■ Supplied data
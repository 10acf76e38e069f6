//! Connection plumbing: framing, identity exchange, reader and writer tasks.
//!
//! Every connection carries length-delimited frames. The first frame each
//! side sends is its own identity; after that every frame is one encoded
//! [`shoal_wire::InternalPacket`].
//!
//! Each link owns one reader task and one writer task. The writer drains a
//! bounded queue, so a peer that stops reading only ever stalls its own
//! writer.

use std::time::Duration;

use bytes::{Bytes, BytesMut};
use futures_util::{SinkExt, StreamExt};
use shoal_id::NodeIdentity;
use shoal_wire::InternalPacket;
use tokio::net::tcp::{OwnedReadHalf, OwnedWriteHalf};
use tokio::net::TcpStream;
use tokio::sync::mpsc;
use tokio::task::JoinHandle;
use tokio_util::codec::{FramedRead, FramedWrite, LengthDelimitedCodec};
use tracing::{debug, warn};

use super::TransportError;

/// Largest accepted frame.
pub const MAX_FRAME_LEN: usize = 16 * 1024 * 1024;

pub(crate) type FrameReader = FramedRead<OwnedReadHalf, LengthDelimitedCodec>;
pub(crate) type FrameWriter = FramedWrite<OwnedWriteHalf, LengthDelimitedCodec>;

/// Events reader tasks report to the IO loop.
#[derive(Debug)]
pub(crate) enum LinkEvent {
    Frame {
        link_id: u64,
        peer: NodeIdentity,
        frame: BytesMut,
    },
    Closed {
        link_id: u64,
        peer: NodeIdentity,
    },
    WriteFailed {
        link_id: u64,
        peer: NodeIdentity,
        packet: InternalPacket,
        error: TransportError,
    },
}

/// An encoded frame waiting in a link's send queue. The packet is kept for
/// failure reports.
#[derive(Debug)]
pub(crate) struct Outgoing {
    pub(crate) frame: Bytes,
    pub(crate) packet: InternalPacket,
}

fn codec() -> LengthDelimitedCodec {
    LengthDelimitedCodec::builder()
        .max_frame_length(MAX_FRAME_LEN)
        .new_codec()
}

/// Splits `address` (`tcp://host:port`) into a socket address string.
pub fn parse_address(address: &str) -> Result<String, TransportError> {
    let rest = address
        .strip_prefix("tcp://")
        .ok_or_else(|| TransportError::InvalidAddress(address.to_string()))?;

    let (host, port) = rest
        .rsplit_once(':')
        .ok_or_else(|| TransportError::InvalidAddress(address.to_string()))?;

    if host.is_empty() || port.parse::<u16>().is_err() {
        return Err(TransportError::InvalidAddress(address.to_string()));
    }

    Ok(rest.to_string())
}

/// Sends our identity and reads the peer's.
pub(crate) async fn exchange_identity(
    stream: TcpStream,
    local: &NodeIdentity,
    address: &str,
    timeout: Duration,
) -> Result<(NodeIdentity, FrameReader, FrameWriter), TransportError> {
    let _ = stream.set_nodelay(true);
    let (read_half, write_half) = stream.into_split();
    let mut reader = FramedRead::new(read_half, codec());
    let mut writer = FramedWrite::new(write_half, codec());

    let failed = |reason: String| TransportError::IdentityExchange {
        address: address.to_string(),
        reason,
    };

    writer.send(local.to_bytes()).await.map_err(|e| failed(e.to_string()))?;

    let frame = tokio::time::timeout(timeout, reader.next())
        .await
        .map_err(|_| failed(format!("no identity within {timeout:?}")))?;

    match frame {
        Some(Ok(bytes)) if !bytes.is_empty() => {
            Ok((NodeIdentity::from_bytes(bytes.freeze()), reader, writer))
        }
        Some(Ok(_)) => Err(failed("empty identity".to_string())),
        Some(Err(e)) => Err(failed(e.to_string())),
        None => Err(failed("connection closed".to_string())),
    }
}

/// Forwards every frame of one link to the IO loop until the link closes.
pub(crate) fn spawn_reader(
    link_id: u64,
    peer: NodeIdentity,
    mut reader: FrameReader,
    events: mpsc::UnboundedSender<LinkEvent>,
) -> JoinHandle<()> {
    tokio::spawn(async move {
        while let Some(next) = reader.next().await {
            match next {
                Ok(frame) => {
                    let event = LinkEvent::Frame {
                        link_id,
                        peer: peer.clone(),
                        frame,
                    };
                    if events.send(event).is_err() {
                        return;
                    }
                }
                Err(e) => {
                    debug!(peer = %peer, link_id, error = %e, "Link read failed");
                    break;
                }
            }
        }

        let _ = events.send(LinkEvent::Closed { link_id, peer });
    })
}

/// Writes queued frames to one link until the queue closes.
///
/// A write that fails or stalls past `write_timeout` ends the task. The
/// failed packet and everything still queued are reported back as
/// [`LinkEvent::WriteFailed`].
pub(crate) fn spawn_writer(
    link_id: u64,
    peer: NodeIdentity,
    mut writer: FrameWriter,
    mut queue: mpsc::Receiver<Outgoing>,
    write_timeout: Duration,
    events: mpsc::UnboundedSender<LinkEvent>,
) -> JoinHandle<()> {
    tokio::spawn(async move {
        while let Some(Outgoing { frame, packet }) = queue.recv().await {
            let error = match tokio::time::timeout(write_timeout, writer.send(frame)).await {
                Ok(Ok(())) => continue,
                Ok(Err(e)) => TransportError::from(e),
                Err(_) => TransportError::WriteTimeout {
                    peer: peer.clone(),
                    timeout: write_timeout,
                },
            };

            warn!(peer = %peer, link_id, error = %error, "Link write failed");
            let reason = error.to_string();
            let _ = events.send(LinkEvent::WriteFailed {
                link_id,
                peer: peer.clone(),
                packet,
                error,
            });

            queue.close();
            while let Some(rest) = queue.recv().await {
                let _ = events.send(LinkEvent::WriteFailed {
                    link_id,
                    peer: peer.clone(),
                    packet: rest.packet,
                    error: TransportError::LinkFailed {
                        peer: peer.clone(),
                        reason: reason.clone(),
                    },
                });
            }
            return;
        }
    })
}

■ Task description
Each line in the data that holds the word "TcpStream" must be copied.

■ Response to the exercise
use tokio::net::TcpStream;
    stream: TcpStream,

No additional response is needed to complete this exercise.